HOW TO COMPLETE THIS TASK
The answer must consist of every line in the data that contains "derive".
>>>>
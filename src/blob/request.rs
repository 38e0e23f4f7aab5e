//! Blob addressing and the scan request queued for each uploaded blob.

use crate::core::BlobError;

use chrono::{DateTime, Utc};
use serde::{Deserialize, Serialize};
use std::fmt;

/// Where a blob lives: storage account, container and blob name.
#[derive(Debug, Clone, PartialEq, Eq, Hash, Serialize, Deserialize)]
pub struct BlobLocation {
    /// Storage account, the first label of the host.
    pub account: String,
    /// Container name.
    pub container: String,
    /// Blob name, which may itself contain `/`.
    pub blob: String,
}

impl BlobLocation {
    /// Splits `https://{account}.blob.core.windows.net/{container}/{blob...}`.
    ///
    /// Query strings and fragments (such as a SAS token) are ignored.
    ///
    /// ```rust
    /// use blobscan::blob::BlobLocation;
    ///
    /// let loc = BlobLocation::parse(
    ///     "https://acme.blob.core.windows.net/uploads/2024/report.pdf?sv=x",
    /// ).unwrap();
    /// assert_eq!(loc.account, "acme");
    /// assert_eq!(loc.container, "uploads");
    /// assert_eq!(loc.blob, "2024/report.pdf");
    /// ```
    pub fn parse(url: &str) -> Result<Self, BlobError> {
        let invalid = |reason: &str| BlobError::InvalidUrl {
            url: url.to_string(),
            reason: reason.to_string(),
        };

        let rest = url
            .strip_prefix("https://")
            .or_else(|| url.strip_prefix("http://"))
            .ok_or_else(|| invalid("expected an http or https url"))?;

        let rest = rest
            .split(|c: char| c == '?' || c == '#')
            .next()
            .unwrap_or_default();

        let (host, path) = rest.split_once('/').unwrap_or((rest, ""));
        let account = host.split('.').next().unwrap_or_default();
        if account.is_empty() {
            return Err(invalid("missing host"));
        }

        let (container, blob) = path.split_once('/').unwrap_or((path, ""));
        if container.is_empty() {
            return Err(invalid("missing container"));
        }
        if blob.is_empty() {
            return Err(invalid("missing blob name"));
        }

        Ok(Self {
            account: account.to_string(),
            container: container.to_string(),
            blob: blob.to_string(),
        })
    }

    /// Blob service endpoint for the account.
    pub fn service_url(&self) -> String {
        format!("https://{}.blob.core.windows.net", self.account)
    }
}

impl fmt::Display for BlobLocation {
    fn fmt(&self, f: &mut fmt::Formatter<'_>) -> fmt::Result {
        write!(f, "{}/{}/{}", self.service_url(), self.container, self.blob)
    }
}

/// Queue message describing a blob waiting to be scanned.
///
/// `blob_url` is a read URL with any access token already attached; minting
/// that token is the caller's job.
#[derive(Debug, Clone, PartialEq, Serialize, Deserialize)]
pub struct BlobScanRequest {
    /// Readable URL of the blob.
    pub blob_url: String,
    /// Blob name within the container.
    pub blob_name: String,
    /// Container name.
    pub container: String,
    /// Content type reported by storage.
    pub content_type: Option<String>,
    /// Content length reported by storage.
    pub size: Option<u64>,
    /// When the request was queued.
    pub submitted_at: DateTime<Utc>,
}

impl BlobScanRequest {
    /// Builds a request for `blob_url`, taking the container and blob name
    /// from the URL.
    pub fn new(blob_url: impl Into<String>) -> Result<Self, BlobError> {
        let blob_url = blob_url.into();
        let location = BlobLocation::parse(&blob_url)?;

        Ok(Self {
            blob_url,
            blob_name: location.blob,
            container: location.container,
            content_type: None,
            size: None,
            submitted_at: Utc::now(),
        })
    }

    /// Sets the content type.
    pub fn with_content_type(mut self, content_type: impl Into<String>) -> Self {
        self.content_type = Some(content_type.into());
        self
    }

    /// Sets the content length.
    pub fn with_size(mut self, size: u64) -> Self {
        self.size = Some(size);
        self
    }

    /// Parses the location of the requested blob.
    pub fn location(&self) -> Result<BlobLocation, BlobError> {
        BlobLocation::parse(&self.blob_url)
    }
}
<<<<
SOLUTION FOR THIS TASK
#[derive(Debug, Clone, PartialEq, Eq, Hash, Serialize, Deserialize)]
#[derive(Debug, Clone, PartialEq, Serialize, Deserialize)]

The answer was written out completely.